Wayve Recruiting Team

StudySmarter Expert Advice🤫

We think this is how you could land Staff ML Inference Performance Engineer - Edge GPUs

Tip Number 1

Network like a pro! Reach out to folks in the industry, especially those working with edge devices and ML inference. A friendly chat can open doors that a CV just can't.

Tip Number 2

Show off your skills! If you’ve got projects or contributions related to TensorRT or CUDA, make sure to highlight them in your conversations. Real-world examples speak volumes.

Tip Number 3

Prepare for technical interviews by brushing up on profiling techniques and optimisation strategies. We all know that being able to discuss bottlenecks confidently can set you apart from the crowd.

Tip Number 4

Don’t forget to apply through our website! It’s the best way to ensure your application gets the attention it deserves. Plus, we love seeing candidates who take that extra step.

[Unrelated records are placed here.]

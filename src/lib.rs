pub mod application;
pub mod domain;
pub mod infrastructure;
pub mod routes;

use application::commands::AppState;
use axum::http::HeaderValue;
use axum::Router;
use infrastructure::error::InfraError;
use routes::SharedState;
use std::path::PathBuf;
use std::sync::Arc;
use tower_http::cors::{Any, CorsLayer};
use tracing_subscriber::EnvFilter;

pub fn init_tracing() {
    let filter = EnvFilter::try_from_default_env()
        .or_else(|_| EnvFilter::try_new("info,todo_calendar=debug"))
        .unwrap_or_else(|_| EnvFilter::new("info"));

    let _ = tracing_subscriber::fmt()
        .with_env_filter(filter)
        .with_target(true)
        .try_init();
}

fn cors_layer(frontend_origin: &str) -> CorsLayer {
    let cors = CorsLayer::new().allow_methods(Any).allow_headers(Any);
    match HeaderValue::from_str(frontend_origin.trim()) {
        Ok(origin) => cors.allow_origin(origin),
        Err(error) => {
            tracing::warn!(frontend_origin, %error, "invalid frontend origin; allowing any origin");
            cors.allow_origin(Any)
        }
    }
}

pub fn build_router(state: SharedState) -> Router {
    let cors = cors_layer(&state.config().frontend_origin);

    Router::new()
        .merge(routes::todos::router())
        .merge(routes::calendar::router())
        .merge(routes::health::router())
        .fallback(routes::health::not_found)
        .with_state(state)
        .layer(cors)
}

/// Bootstraps `workspace_root` and serves the API until ctrl-c.
pub async fn run(workspace_root: PathBuf) -> Result<(), InfraError> {
    let state = Arc::new(AppState::new(workspace_root)?);
    let addr = state.config().listen_addr;
    let app = build_router(state);

    let listener = tokio::net::TcpListener::bind(addr).await?;
    tracing::info!(%addr, "todo-calendar listening");
    axum::serve(listener, app)
        .with_graceful_shutdown(shutdown_signal())
        .await?;
    tracing::info!("server stopped");
    Ok(())
}

async fn shutdown_signal() {
    if let Err(error) = tokio::signal::ctrl_c().await {
        tracing::error!(%error, "failed to listen for shutdown signal");
    }
}
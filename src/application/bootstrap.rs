use crate::infrastructure::config::ensure_default_configs;
use crate::infrastructure::error::InfraError;
use crate::infrastructure::storage::initialize_database;
use std::fs;
use std::path::{Path, PathBuf};

const DATABASE_FILE_NAME: &str = "todos.sqlite";

#[derive(Debug)]
pub struct BootstrapResult {
    pub workspace_root: PathBuf,
    pub config_dir: PathBuf,
    pub logs_dir: PathBuf,
    pub database_path: PathBuf,
}

pub fn bootstrap_workspace(workspace_root: &Path) -> Result<BootstrapResult, InfraError> {
    let config_dir = workspace_root.join("config");
    let state_dir = workspace_root.join("state");
    let logs_dir = workspace_root.join("logs");
    let database_path = state_dir.join(DATABASE_FILE_NAME);

    fs::create_dir_all(&config_dir)?;
    fs::create_dir_all(&state_dir)?;
    fs::create_dir_all(&logs_dir)?;

    ensure_default_configs(&config_dir)?;
    initialize_database(&database_path)?;

    Ok(BootstrapResult {
        workspace_root: workspace_root.to_path_buf(),
        config_dir,
        logs_dir,
        database_path,
    })
}

#[cfg(test)]
mod tests {
    use super::*;
    use crate::application::commands::tests::TempWorkspace;

    #[test]
    fn bootstrap_creates_layout_and_is_idempotent() {
        let workspace = TempWorkspace::new();

        let first = bootstrap_workspace(&workspace.path).expect("bootstrap workspace");
        assert!(first.config_dir.join("app.json").exists());
        assert!(first.logs_dir.is_dir());
        assert!(first.database_path.exists());
        assert_eq!(first.database_path.file_name().and_then(|name| name.to_str()), Some("todos.sqlite"));

        let second = bootstrap_workspace(&workspace.path).expect("bootstrap twice");
        assert_eq!(second.database_path, first.database_path);
    }
}
use crate::domain::models::TodoRecord;
use crate::infrastructure::error::InfraError;
use chrono::{DateTime, SecondsFormat, Utc};
use rusqlite::{params, Connection, OptionalExtension};
use std::collections::HashMap;
use std::path::{Path, PathBuf};
use std::sync::Mutex;

const SCHEMA_SQL: &str = include_str!("../../sql/schema.sql");

pub fn initialize_database(path: &Path) -> Result<(), InfraError> {
    let connection = Connection::open(path)?;
    connection.execute_batch(SCHEMA_SQL)?;
    Ok(())
}

/// Persistence for todo records. Listing is newest-created first.
pub trait TodoRepository: Send + Sync {
    fn insert(&self, todo: &TodoRecord) -> Result<(), InfraError>;
    fn get(&self, id: &str) -> Result<Option<TodoRecord>, InfraError>;
    /// Returns `false` when no record with `todo.id` exists.
    fn replace(&self, todo: &TodoRecord) -> Result<bool, InfraError>;
    /// Returns `false` when no record with `id` exists.
    fn delete(&self, id: &str) -> Result<bool, InfraError>;
    fn list_recent(&self) -> Result<Vec<TodoRecord>, InfraError>;
}

#[derive(Debug, Clone)]
pub struct SqliteTodoRepository {
    db_path: PathBuf,
}

impl SqliteTodoRepository {
    pub fn new(db_path: impl AsRef<Path>) -> Self {
        Self {
            db_path: db_path.as_ref().to_path_buf(),
        }
    }

    fn connect(&self) -> Result<Connection, InfraError> {
        Connection::open(&self.db_path).map_err(InfraError::from)
    }
}

fn timestamp(value: &DateTime<Utc>) -> String {
    value.to_rfc3339_opts(SecondsFormat::Micros, true)
}

fn decode_document(raw: &str) -> Result<TodoRecord, InfraError> {
    serde_json::from_str(raw).map_err(InfraError::from)
}

impl TodoRepository for SqliteTodoRepository {
    fn insert(&self, todo: &TodoRecord) -> Result<(), InfraError> {
        let connection = self.connect()?;
        let document = serde_json::to_string(todo)?;
        connection.execute(
            "INSERT INTO todos (id, document, status, due_date, google_event_id, created_at, updated_at)
             VALUES (?1, ?2, ?3, ?4, ?5, ?6, ?7)",
            params![
                todo.id,
                document,
                todo.status.as_str(),
                todo.due_date,
                todo.google_event_id,
                timestamp(&todo.created_at),
                timestamp(&todo.updated_at)
            ],
        )?;
        Ok(())
    }

    fn get(&self, id: &str) -> Result<Option<TodoRecord>, InfraError> {
        let connection = self.connect()?;
        let document: Option<String> = connection
            .query_row("SELECT document FROM todos WHERE id = ?1", params![id], |row| {
                row.get(0)
            })
            .optional()?;
        document.as_deref().map(decode_document).transpose()
    }

    fn replace(&self, todo: &TodoRecord) -> Result<bool, InfraError> {
        let connection = self.connect()?;
        let document = serde_json::to_string(todo)?;
        let changed = connection.execute(
            "UPDATE todos
             SET document = ?2, status = ?3, due_date = ?4, google_event_id = ?5, updated_at = ?6
             WHERE id = ?1",
            params![
                todo.id,
                document,
                todo.status.as_str(),
                todo.due_date,
                todo.google_event_id,
                timestamp(&todo.updated_at)
            ],
        )?;
        Ok(changed > 0)
    }

    fn delete(&self, id: &str) -> Result<bool, InfraError> {
        let connection = self.connect()?;
        let changed = connection.execute("DELETE FROM todos WHERE id = ?1", params![id])?;
        Ok(changed > 0)
    }

    fn list_recent(&self) -> Result<Vec<TodoRecord>, InfraError> {
        let connection = self.connect()?;
        let mut statement =
            connection.prepare("SELECT document FROM todos ORDER BY created_at DESC, rowid DESC")?;
        let rows = statement.query_map([], |row| row.get::<_, String>(0))?;
        let mut todos = Vec::new();
        for row in rows {
            match decode_document(&row?) {
                Ok(todo) => todos.push(todo),
                Err(error) => tracing::warn!(%error, "skipping undecodable todo document"),
            }
        }
        Ok(todos)
    }
}

#[derive(Debug, Default)]
pub struct InMemoryTodoRepository {
    todos: Mutex<HashMap<String, (u64, TodoRecord)>>,
    sequence: Mutex<u64>,
}

impl InMemoryTodoRepository {
    fn lock_todos(
        &self,
    ) -> Result<std::sync::MutexGuard<'_, HashMap<String, (u64, TodoRecord)>>, InfraError> {
        self.todos
            .lock()
            .map_err(|error| InfraError::InvalidConfig(format!("todo store lock poisoned: {error}")))
    }
}

impl TodoRepository for InMemoryTodoRepository {
    fn insert(&self, todo: &TodoRecord) -> Result<(), InfraError> {
        let order = {
            let mut sequence = self.sequence.lock().map_err(|error| {
                InfraError::InvalidConfig(format!("todo sequence lock poisoned: {error}"))
            })?;
            *sequence += 1;
            *sequence
        };
        let mut todos = self.lock_todos()?;
        if todos.contains_key(&todo.id) {
            return Err(InfraError::InvalidConfig(format!("duplicate todo id {}", todo.id)));
        }
        todos.insert(todo.id.clone(), (order, todo.clone()));
        Ok(())
    }

    fn get(&self, id: &str) -> Result<Option<TodoRecord>, InfraError> {
        Ok(self.lock_todos()?.get(id).map(|(_, todo)| todo.clone()))
    }

    fn replace(&self, todo: &TodoRecord) -> Result<bool, InfraError> {
        let mut todos = self.lock_todos()?;
        let Some(entry) = todos.get_mut(&todo.id) else {
            return Ok(false);
        };
        entry.1 = todo.clone();
        Ok(true)
    }

    fn delete(&self, id: &str) -> Result<bool, InfraError> {
        Ok(self.lock_todos()?.remove(id).is_some())
    }

    fn list_recent(&self) -> Result<Vec<TodoRecord>, InfraError> {
        let todos = self.lock_todos()?;
        let mut entries: Vec<&(u64, TodoRecord)> = todos.values().collect();
        entries.sort_by(|left, right| {
            right
                .1
                .created_at
                .cmp(&left.1.created_at)
                .then_with(|| right.0.cmp(&left.0))
        });
        Ok(entries.into_iter().map(|(_, todo)| todo.clone()).collect())
    }
}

We think you need these skills to ace Staff ML Inference Performance Engineer - Edge GPUs

ML Inference Optimisation
Edge Device Performance Tuning
Profiling Bottlenecks
Compiler Optimisation
Runtime Optimisation
TensorRT
CUDA

Some tips for your application 🫡

Tailor Your CV:Make sure your CV highlights your experience with ML inference and tools like TensorRT and CUDA. We want to see how your skills align with the role, so don’t be shy about showcasing relevant projects!

Craft a Compelling Cover Letter:Your cover letter is your chance to shine! Use it to explain why you’re passionate about optimising ML performance on edge devices. We love seeing enthusiasm and a clear understanding of the role.

Showcase Your Problem-Solving Skills:In your application, mention specific challenges you've faced in production systems and how you tackled them. We appreciate candidates who can demonstrate their analytical thinking and technical prowess.

Apply Through Our Website:We encourage you to apply directly through our website for a smoother process. It helps us keep track of applications and ensures you don’t miss out on any important updates from us!

How to prepare for a job interview at Wayve

Know Your Tech Inside Out

Make sure you brush up on your knowledge of TensorRT and CUDA. Be ready to discuss how you've used these tools in past projects, and think about specific examples where you've optimised ML inference. This will show that you not only understand the theory but also have practical experience.

Prepare for Technical Questions

Expect to face technical questions that dive deep into profiling bottlenecks and optimisation strategies. Practise explaining your thought process clearly and concisely. You might even want to run through some common scenarios or problems you’ve encountered and how you solved them.

Showcase Your Software Engineering Skills

Since solid software engineering fundamentals are key for this role, be prepared to discuss your coding practices, design patterns, and any relevant projects. Bring along examples of your work that demonstrate your ability to write clean, efficient code.

Embrace the Hybrid Model

With a hybrid working model in place, be ready to discuss how you manage your time and productivity between home and the office. Share any experiences you have with remote collaboration tools and how you ensure effective communication with your team, regardless of location.